🤖 AI Summary
To address the challenge of jointly quantifying model and data uncertainties in electric vehicle energy consumption forecasting, this paper proposes an anchored ensemble LSTM framework that integrates a Student’s t-distributed output likelihood with Gaussian weight priors. Under maximum a posteriori (MAP) estimation, it enables closed-form prediction interval computation. By anchoring priors to enhance posterior diversity and leveraging the heavy-tailed Student’s t distribution for robustness against outliers, the method yields calibrated uncertainty intervals via a single forward pass—eliminating the need for Monte Carlo sampling. Experiments demonstrate strong point prediction performance (RMSE = 3.36, R² = 0.93) and precise coverage matching nominal levels (e.g., 90% predicted intervals achieve ≈90% empirical coverage). It significantly outperforms MC Dropout and quantile regression: at equivalent coverage, its prediction intervals are narrower, thus balancing theoretical rigor, predictive reliability, and real-time inference requirements.
📝 Abstract
Accurate EV power estimation underpins range prediction and energy management, yet practitioners need both point accuracy and trustworthy uncertainty. We propose an anchored-ensemble Long Short-Term Memory (LSTM) with a Student-t likelihood that jointly captures epistemic (model) and aleatoric (data) uncertainty. Anchoring imposes a Gaussian weight prior (MAP training), yielding posterior-like diversity without test-time sampling, while the t-head provides heavy-tailed robustness and closed-form prediction intervals. Using vehicle-kinematic time series (e.g., speed, motor RPM), our model attains strong accuracy: RMSE 3.36 +/- 1.10, MAE 2.21 +/- 0.89, R-squared = 0.93 +/- 0.02, explained variance 0.93 +/- 0.02, and delivers well-calibrated uncertainty bands with near-nominal coverage. Against competitive baselines (Student-t MC dropout; quantile regression with/without anchoring), our method matches or improves log-scores while producing sharper intervals at the same coverage.

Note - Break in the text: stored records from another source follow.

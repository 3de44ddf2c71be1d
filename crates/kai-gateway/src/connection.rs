//! Stream session manager: owns one call from the telephony `start` event to
//! teardown.

use std::sync::Arc;

use axum::extract::ws::{Message, WebSocket};
use futures::stream::{BoxStream, SplitStream};
use futures::{SinkExt, Stream, StreamExt, future};
use tokio::sync::mpsc;
use tokio_tungstenite::tungstenite::Message as ModelMessage;
use tracing::{debug, error, info, warn};

use kai_core::protocol::{StreamStart, TelephonyInbound};

use crate::call::{CallSession, Outbound};
use crate::realtime::{self, ModelSocket};
use crate::relay::run_relay;
use crate::state::GatewayState;

/// Handle one telephony media-stream WebSocket.
pub async fn handle_media_stream(state: Arc<GatewayState>, socket: WebSocket) {
    let (mut ws_tx, ws_rx) = socket.split();
    let mut frames = telephony_text_frames(ws_rx);

    let start = match tokio::time::timeout(
        state.config.start_timeout(),
        wait_for_start(&mut frames),
    )
    .await
    {
        Ok(Some(start)) => start,
        Ok(None) => {
            debug!("Telephony stream closed before start");
            return;
        }
        Err(_) => {
            warn!("Timed out waiting for stream start");
            let _ = ws_tx.send(Message::Close(None)).await;
            return;
        }
    };

    let call_id = start.stream_sid.clone();
    let caller = start.caller();
    info!(call_id = %call_id, caller = ?caller, call_sid = ?start.call_sid, "Incoming stream started");

    let realtime_config = state.config.realtime();
    let model = match realtime::connect(&realtime_config).await {
        Ok(model) => model,
        Err(e) => {
            error!(call_id = %call_id, error = %e, "Could not reach realtime model");
            let _ = ws_tx.send(Message::Close(None)).await;
            return;
        }
    };
    let (mut model_tx, model_rx) = model.split();

    let ctx = state.calls.clone();
    let (telephony_out, mut telephony_queue) = mpsc::unbounded_channel();
    let (model_out, mut model_queue) = mpsc::unbounded_channel();
    let session = Arc::new(CallSession::new(
        call_id.clone(),
        caller,
        ctx.classifier.clone(),
        model_out,
        telephony_out,
    ));

    if let Err(e) = ctx.registry.insert(session.clone()).await {
        warn!(call_id = %call_id, error = %e, "Rejecting duplicate stream");
        let _ = ws_tx.send(Message::Close(None)).await;
        let _ = model_tx.close().await;
        return;
    }

    session.send_model(realtime::session_update(
        &realtime_config,
        &ctx.tools,
        ctx.audio_format,
    ));
    if state.config.call().greeting {
        session.greet();
    }

    let telephony_writer = tokio::spawn(async move {
        while let Some(item) = telephony_queue.recv().await {
            match item {
                Outbound::Send(frame) => {
                    let Ok(text) = serde_json::to_string(&frame) else {
                        continue;
                    };
                    if ws_tx.send(Message::Text(text.into())).await.is_err() {
                        break;
                    }
                }
                Outbound::Close => {
                    let _ = ws_tx.send(Message::Close(None)).await;
                    break;
                }
            }
        }
    });

    let model_writer = tokio::spawn(async move {
        while let Some(item) = model_queue.recv().await {
            match item {
                Outbound::Send(event) => {
                    let Ok(text) = serde_json::to_string(&event) else {
                        continue;
                    };
                    if model_tx.send(ModelMessage::Text(text.into())).await.is_err() {
                        break;
                    }
                }
                Outbound::Close => {
                    let _ = model_tx.close().await;
                    break;
                }
            }
        }
    });

    run_relay(session.clone(), ctx, frames, model_text_frames(model_rx)).await;

    // Flush what is queued, then let both writers close their sockets.
    session.close_model();
    session.close_telephony();
    let _ = tokio::join!(telephony_writer, model_writer);
    info!(call_id = %call_id, "Stream closed");
}

/// Skip frames until the telephony `start` event arrives.
pub async fn wait_for_start<S>(frames: &mut S) -> Option<StreamStart>
where
    S: Stream<Item = String> + Unpin,
{
    while let Some(text) = frames.next().await {
        match serde_json::from_str::<TelephonyInbound>(&text) {
            Ok(TelephonyInbound::Start { start }) => return Some(start),
            Ok(TelephonyInbound::Stop { .. }) => return None,
            Ok(_) => debug!("Ignoring frame received before stream start"),
            Err(e) => {
                warn!(error = %e, "Malformed frame before stream start");
                return None;
            }
        }
    }
    None
}

/// Text frames from the telephony socket, ending at close or on error.
fn telephony_text_frames(rx: SplitStream<WebSocket>) -> BoxStream<'static, String> {
    rx.inspect(|msg| {
        if let Err(e) = msg {
            warn!(error = %e, "Telephony socket error");
        }
    })
    .take_while(|msg| future::ready(matches!(msg, Ok(m) if !matches!(m, Message::Close(_)))))
    .filter_map(|msg| {
        future::ready(match msg {
            Ok(Message::Text(text)) => Some(text.as_str().to_owned()),
            _ => None,
        })
    })
    .boxed()
}

/// Text frames from the model socket, ending at close or on error.
fn model_text_frames(rx: SplitStream<ModelSocket>) -> BoxStream<'static, String> {
    rx.inspect(|msg| {
        if let Err(e) = msg {
            warn!(error = %e, "Realtime socket error");
        }
    })
    .take_while(|msg| future::ready(matches!(msg, Ok(m) if !m.is_close())))
    .filter_map(|msg| {
        future::ready(match msg {
            Ok(ModelMessage::Text(text)) => Some(text.as_str().to_owned()),
            _ => None,
        })
    })
    .boxed()
}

Crucially for real-time deployment, inference is a single deterministic pass per ensemble member (or a weight-averaged collapse), eliminating Monte Carlo latency. The result is a compact, theoretically grounded estimator that couples accuracy, calibration, and systems efficiency, enabling reliable range estimation and decision-making for production EV energy management.